Según el Comisario Europeo de Comercio Valdis Dombrovskis, el acuerdo marca una "nueva generación" de tratados comerciales, en los que por primera vez se incluyen medidas punitivas si una de las partes viola principios laborales fundamentales o el Acuerdo Climático de París.
También se incluyen por primera vez disposiciones sobre sistemas alimentarios sostenibles, igualdad de género y la reforma de subsidios a los combustibles fósiles.
El acuerdo con contingentes arancelarios (TRQ) ofrece un acceso mucho mayor al mercado de la UE para los lácteos, carne de oveja y carne de res de Nueva Zelanda. El grupo agrario europeo Copa-Cosega habla de 'compromisos dolorosos para sectores sensibles'. Esto solo aumentará el déficit comercial europeo en agricultura (aproximadamente 750 millones de euros en 2021).

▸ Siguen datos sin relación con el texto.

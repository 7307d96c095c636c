use fabstir_websearch::compress::CompressConfig;
use fabstir_websearch::crawl::{CrawlConfig, CrawlEngine, HttpFetcher};
use fabstir_websearch::search::{
    ContentStatus, DuckDuckGoProvider, SearchConfig, SearchProvider, SearchService,
};
use std::sync::Arc;
use wiremock::matchers::{method, path};
use wiremock::{Mock, MockServer, ResponseTemplate};

const ARTICLE: &str = r#"<html><body>
  <nav>Home | Topics | Contact</nav>
  <article>
    <h1>Reinforcement learning</h1>
    <p>Reinforcement learning trains an agent to act in an environment by maximising cumulative reward over many interactions.</p>
    <p>Unrelated paragraph about gardening tools, soil preparation and the best season for planting tomatoes outdoors.</p>
  </article>
</body></html>"#;

const CHROME_ONLY: &str = r#"<html><body>
  <nav>Home About Contact Products Services Blog Careers</nav>
  <footer>Copyright 2025 Example Corporation. All rights reserved.</footer>
</body></html>"#;

async fn mount_site(server: &MockServer) {
    let base = server.uri();
    let listing = format!(
        r#"<div class="result"><a class="result__a" href="{base}/article">RL article</a></div>
           <div class="result"><a class="result__a" href="{base}/broken">Broken page</a></div>
           <div class="result"><a class="result__a" href="{base}/chrome">Chrome only</a></div>"#
    );

    Mock::given(method("POST"))
        .and(path("/html/"))
        .respond_with(ResponseTemplate::new(200).set_body_string(listing))
        .mount(server)
        .await;
    Mock::given(method("GET"))
        .and(path("/article"))
        .respond_with(
            ResponseTemplate::new(200).set_body_raw(ARTICLE, "text/html"),
        )
        .mount(server)
        .await;
    Mock::given(method("GET"))
        .and(path("/broken"))
        .respond_with(ResponseTemplate::new(500))
        .mount(server)
        .await;
    Mock::given(method("GET"))
        .and(path("/chrome"))
        .respond_with(
            ResponseTemplate::new(200).set_body_raw(CHROME_ONLY, "text/html"),
        )
        .mount(server)
        .await;
}

fn service(server: &MockServer) -> SearchService {
    let crawl_config = CrawlConfig::default()
        .with_private_hosts(true)
        .with_timeout_secs(2)
        .with_max_level(0);
    let http = HttpFetcher::new(crawl_config.timeout()).unwrap();
    let crawler = CrawlEngine::with_backends(crawl_config, vec![Arc::new(http)]);

    let ddg = DuckDuckGoProvider::with_endpoint(format!("{}/html/", server.uri())).unwrap();
    let providers: Vec<Box<dyn SearchProvider>> = vec![Box::new(ddg)];

    SearchService::with_providers(SearchConfig::default(), providers, Arc::new(crawler))
        .unwrap()
        .with_compressor(CompressConfig::default().with_max_chars(150))
        .unwrap()
}

#[tokio::test]
async fn test_each_result_gets_a_content_status() {
    let server = MockServer::start().await;
    mount_site(&server).await;

    let response = service(&server)
        .search_with_content("reinforcement learning", Some(3))
        .await
        .unwrap();

    assert_eq!(response.provider, "duckduckgo");
    assert_eq!(response.result_count, 3);
    assert_eq!(response.content_fetched_count, 1);

    let article = &response.results[0];
    assert_eq!(article.result.rank, 1);
    assert_eq!(article.status, ContentStatus::Compressed);
    assert_eq!(article.crawl_level, Some(0));
    let content = article.content.as_deref().unwrap();
    assert!(content.chars().count() <= 150);
    assert!(content.to_lowercase().contains("reinforcement"));
    assert!(!content.contains("gardening"));

    assert_eq!(response.results[1].status, ContentStatus::NotFetched);
    assert!(response.results[1].content.is_none());

    assert_eq!(response.results[2].status, ContentStatus::Empty);
    assert!(response.results[2].content.is_none());
}

#[tokio::test]
async fn test_response_serializes_statuses() {
    let server = MockServer::start().await;
    mount_site(&server).await;

    let response = service(&server)
        .search_with_content("reinforcement learning", Some(3))
        .await
        .unwrap();
    let json = serde_json::to_value(&response).unwrap();

    assert_eq!(json["results"][0]["status"], "compressed");
    assert_eq!(json["results"][1]["status"], "not_fetched");
    assert_eq!(json["results"][2]["status"], "empty");
    assert_eq!(json["contentFetchedCount"], 1);
}
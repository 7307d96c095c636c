// Copyright (c) 2025 Fabstir
// SPDX-License-Identifier: BUSL-1.1
//! Query-aware context compression
//!
//! Scores the segments of a long text against a query with BM25 and keeps
//! the best ones that fit a character budget, re-emitted in document order.

use regex::Regex;
use serde::Serialize;
use std::env;
use std::ops::Range;
use std::sync::OnceLock;
use thiserror::Error;
use tracing::debug;

use crate::text::{char_len, truncate_chars};

use super::bm25::Bm25;
use super::splitter::Splitter;
use super::tokenizer::tokenize;

/// Compressor configuration errors
#[derive(Debug, Clone, Error, PartialEq, Eq)]
pub enum CompressError {
    /// The budget cannot hold any text
    #[error("Character budget must be positive, got {max_chars}")]
    BudgetExceeded { max_chars: usize },
}

/// Configuration for context compression
#[derive(Debug, Clone, PartialEq, Eq)]
pub struct CompressConfig {
    /// Output budget in chars (default: 2000)
    pub max_chars: usize,
    /// Segmentation strategy (default: simple)
    pub splitter: Splitter,
    /// Input is cut to this many chars before scoring (default: 50000)
    pub max_input_chars: usize,
    /// Segments shorter than this (trimmed) never score (default: 10)
    pub min_segment_chars: usize,
}

impl CompressConfig {
    /// Load configuration from environment variables
    pub fn from_env() -> Self {
        let defaults = Self::default();
        Self {
            max_chars: env::var("COMPRESS_MAX_CHARS")
                .ok()
                .and_then(|v| v.parse().ok())
                .unwrap_or(defaults.max_chars),
            splitter: env::var("COMPRESS_SPLITTER")
                .ok()
                .and_then(|v| v.parse().ok())
                .unwrap_or(defaults.splitter),
            max_input_chars: env::var("COMPRESS_MAX_INPUT_CHARS")
                .ok()
                .and_then(|v| v.parse().ok())
                .unwrap_or(defaults.max_input_chars),
            min_segment_chars: env::var("COMPRESS_MIN_SEGMENT_CHARS")
                .ok()
                .and_then(|v| v.parse().ok())
                .unwrap_or(defaults.min_segment_chars),
        }
    }

    /// Validate configuration values
    pub fn validate(&self) -> Result<(), String> {
        if self.max_chars == 0 {
            return Err("max_chars must be at least 1".to_string());
        }
        if self.max_input_chars < self.max_chars {
            return Err("max_input_chars must not be smaller than max_chars".to_string());
        }
        Ok(())
    }

    pub fn with_max_chars(mut self, max_chars: usize) -> Self {
        self.max_chars = max_chars;
        self
    }

    pub fn with_splitter(mut self, splitter: Splitter) -> Self {
        self.splitter = splitter;
        self
    }
}

impl Default for CompressConfig {
    fn default() -> Self {
        Self {
            max_chars: 2000,
            splitter: Splitter::Simple,
            max_input_chars: 50_000,
            min_segment_chars: 10,
        }
    }
}

/// A contiguous span of the source text and its relevance to the query
#[derive(Debug, Clone, PartialEq, Serialize)]
pub struct ScoredSegment {
    /// Position in document order
    pub index: usize,
    /// Byte range in the (input-capped) source text
    pub range: Range<usize>,
    pub text: String,
    /// BM25 score, never negative
    pub score: f64,
}

/// How the output was produced
#[derive(Debug, Clone, Copy, PartialEq, Eq, Serialize)]
#[serde(rename_all = "snake_case")]
pub enum CompressStrategy {
    /// Input already fit the budget
    Unchanged,
    /// Best segments selected and re-joined in document order
    Ranked,
    /// Nothing matched the query; leading chars of the input
    LeadingFallback,
    /// The best segment alone exceeded the budget and was cut to fit
    TruncatedTopSegment,
}

/// Compression output with the segments that produced it
#[derive(Debug, Clone, Serialize)]
pub struct CompressedText {
    pub text: String,
    /// Selected segments in document order (empty unless ranked or truncated)
    pub segments: Vec<ScoredSegment>,
    pub strategy: CompressStrategy,
}

fn noise_pattern() -> &'static Regex {
    static PATTERN: OnceLock<Regex> = OnceLock::new();
    PATTERN.get_or_init(|| {
        Regex::new(
            r"(?i)大家还在搜|相关搜索|为你推荐|猜你喜欢|关注微信|扫描关注|下载APP|正在加载|点击查看|展开全部|版权所有|备案号|ICP备|related searches|recommended for you|you may also like|download (the )?app|scan to follow|loading\.\.\.|click to view|show more|all rights reserved",
        )
        .expect("noise regex is valid")
    })
}

/// Whether a segment is page chrome rather than content
pub fn is_noise(segment: &str) -> bool {
    noise_pattern().is_match(segment)
}

/// BM25 context compressor
#[derive(Debug, Clone, Default)]
pub struct ContextCompressor {
    config: CompressConfig,
}

impl ContextCompressor {
    pub fn new(config: CompressConfig) -> Self {
        Self { config }
    }

    pub fn config(&self) -> &CompressConfig {
        &self.config
    }

    /// Compress `text` to at most `max_chars` chars of query-relevant content
    pub fn compress(&self, query: &str, text: &str) -> Result<String, CompressError> {
        self.compress_detailed(query, text).map(|c| c.text)
    }

    /// As [`compress`](Self::compress), also returning the selected segments
    pub fn compress_detailed(
        &self,
        query: &str,
        text: &str,
    ) -> Result<CompressedText, CompressError> {
        let max_chars = self.config.max_chars;
        if max_chars == 0 {
            return Err(CompressError::BudgetExceeded { max_chars });
        }

        let text = truncate_chars(text, self.config.max_input_chars.max(max_chars));
        if char_len(text) <= max_chars {
            return Ok(CompressedText {
                text: text.to_string(),
                segments: Vec::new(),
                strategy: CompressStrategy::Unchanged,
            });
        }

        let scored = self.score_segments(query, text);
        let mut ranked: Vec<&ScoredSegment> = scored.iter().filter(|s| s.score > 0.0).collect();

        if ranked.is_empty() {
            debug!("No segment matched the query, using leading text");
            return Ok(CompressedText {
                text: truncate_chars(text, max_chars).to_string(),
                segments: Vec::new(),
                strategy: CompressStrategy::LeadingFallback,
            });
        }

        // Highest score first; equal scores keep document order
        ranked.sort_by(|a, b| b.score.total_cmp(&a.score).then(a.index.cmp(&b.index)));

        let top = ranked[0];
        if char_len(&top.text) > max_chars {
            return Ok(CompressedText {
                text: truncate_chars(&top.text, max_chars).to_string(),
                segments: vec![top.clone()],
                strategy: CompressStrategy::TruncatedTopSegment,
            });
        }

        let mut selected: Vec<ScoredSegment> = Vec::new();
        let mut total = 0;
        for segment in ranked {
            let len = char_len(&segment.text);
            if total + len > max_chars {
                break;
            }
            total += len;
            selected.push(segment.clone());
        }
        selected.sort_by_key(|s| s.index);

        debug!(
            "Compressed {} chars to {} using {} of {} segments",
            char_len(text),
            total,
            selected.len(),
            scored.len()
        );

        Ok(CompressedText {
            text: selected.iter().map(|s| s.text.as_str()).collect(),
            segments: selected,
            strategy: CompressStrategy::Ranked,
        })
    }

    /// Segment `text` and score every segment against `query`
    ///
    /// The returned segments partition `text` in document order. Noise and
    /// fragments shorter than `min_segment_chars` are kept with score zero.
    pub fn score_segments(&self, query: &str, text: &str) -> Vec<ScoredSegment> {
        let ranges = self.config.splitter.split(text);
        let eligible: Vec<bool> = ranges
            .iter()
            .map(|r| {
                let segment = &text[r.clone()];
                char_len(segment.trim()) >= self.config.min_segment_chars && !is_noise(segment)
            })
            .collect();

        let corpus: Vec<Vec<String>> = ranges
            .iter()
            .zip(&eligible)
            .filter(|(_, ok)| **ok)
            .map(|(r, _)| tokenize(&text[r.clone()]))
            .collect();
        let index = Bm25::new(&corpus);
        let query_tokens = tokenize(query);

        let mut doc = 0;
        ranges
            .into_iter()
            .zip(eligible)
            .enumerate()
            .map(|(i, (range, ok))| {
                let score = if ok && !query_tokens.is_empty() {
                    let score = index.score(&query_tokens, doc);
                    doc += 1;
                    score
                } else {
                    if ok {
                        doc += 1;
                    }
                    0.0
                };
                ScoredSegment {
                    index: i,
                    text: text[range.clone()].to_string(),
                    range,
                    score,
                }
            })
            .collect()
    }
}

/// One-shot compression with default input limits
pub fn compress(
    query: &str,
    text: &str,
    max_chars: usize,
    splitter: Splitter,
) -> Result<String, CompressError> {
    let config = CompressConfig {
        max_chars,
        splitter,
        ..CompressConfig::default()
    };
    ContextCompressor::new(config).compress(query, text)
}
//! Target records before and after enrichment.

use chrono::{DateTime, Utc};
use serde::{Deserialize, Serialize};

/// Link placeholder used when no external record could be resolved.
pub const LINK_PLACEHOLDER: &str = "#";

/// Single drug entry used for targets missing from the approved drug table.
pub const NO_APPROVED_DRUGS: &str = "No approved drugs";

/// A curated target row as it appears in the seed list.
#[derive(Debug, Clone, PartialEq, Eq, Serialize, Deserialize)]
pub struct SeedTarget {
    /// Target name, e.g. "PD-1/PD-L1". Unique key.
    pub name: String,
    /// Number of companies with active programmes against the target.
    #[serde(alias = "companies")]
    pub company_count: u32,
}

impl SeedTarget {
    pub fn new(name: impl Into<String>, company_count: u32) -> Self {
        Self { name: name.into(), company_count }
    }
}

/// How the identifier lookup for a target ended.
#[derive(Debug, Clone, Copy, PartialEq, Eq, Serialize, Deserialize)]
#[serde(rename_all = "snake_case")]
pub enum ResolutionStatus {
    Found,
    NotFound,
    /// The search service could not be reached or answered garbage.
    Unavailable,
}

/// A target row with every display field populated.
#[derive(Debug, Clone, PartialEq, Eq, Serialize, Deserialize)]
pub struct EnrichedTarget {
    pub name: String,
    pub company_count: u32,
    /// UniProt entry URL, or `"#"`.
    pub uniprot_link: String,
    /// RCSB structure URL, or `"#"`.
    pub pdb_link: String,
    /// "Generic (Brand)" strings, or `["No approved drugs"]`.
    pub approved_drugs: Vec<String>,
    pub uniprot_accession: Option<String>,
    pub uniprot_status: ResolutionStatus,
}

impl EnrichedTarget {
    pub fn has_uniprot_link(&self) -> bool {
        self.uniprot_link != LINK_PLACEHOLDER
    }

    pub fn has_pdb_link(&self) -> bool {
        self.pdb_link != LINK_PLACEHOLDER
    }
}

/// The published result of one enrichment run.
#[derive(Debug, Clone, Serialize, Deserialize)]
pub struct EnrichmentSnapshot {
    pub targets: Vec<EnrichedTarget>,
    pub completed_at: DateTime<Utc>,
    pub found: usize,
    pub not_found: usize,
    pub unavailable: usize,
}

impl EnrichmentSnapshot {
    /// Build a snapshot from an enriched list, tallying resolution outcomes.
    pub fn from_targets(targets: Vec<EnrichedTarget>) -> Self {
        let count = |status: ResolutionStatus| {
            targets.iter().filter(|t| t.uniprot_status == status).count()
        };
        let found = count(ResolutionStatus::Found);
        let not_found = count(ResolutionStatus::NotFound);
        let unavailable = count(ResolutionStatus::Unavailable);

        Self {
            targets,
            completed_at: Utc::now(),
            found,
            not_found,
            unavailable,
        }
    }
}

Además, la concesión de otras 38.000 toneladas para carne de oveja se suma al actual acceso al mercado basado en los criterios de la OMC de 114.184 toneladas. Según Copa-Cosega, esto genera gran preocupación por el impacto acumulativo de las concesiones que la UE ha otorgado a Nueva Zelanda.
Los productos europeos, como el vino y la carne de cerdo, ya están presentes en el relativamente pequeño mercado neozelandés (4,8 millones de habitantes), lo que deja pocas posibilidades para equilibrar más la balanza comercial agrícola, teme el grupo agrario agri europeo.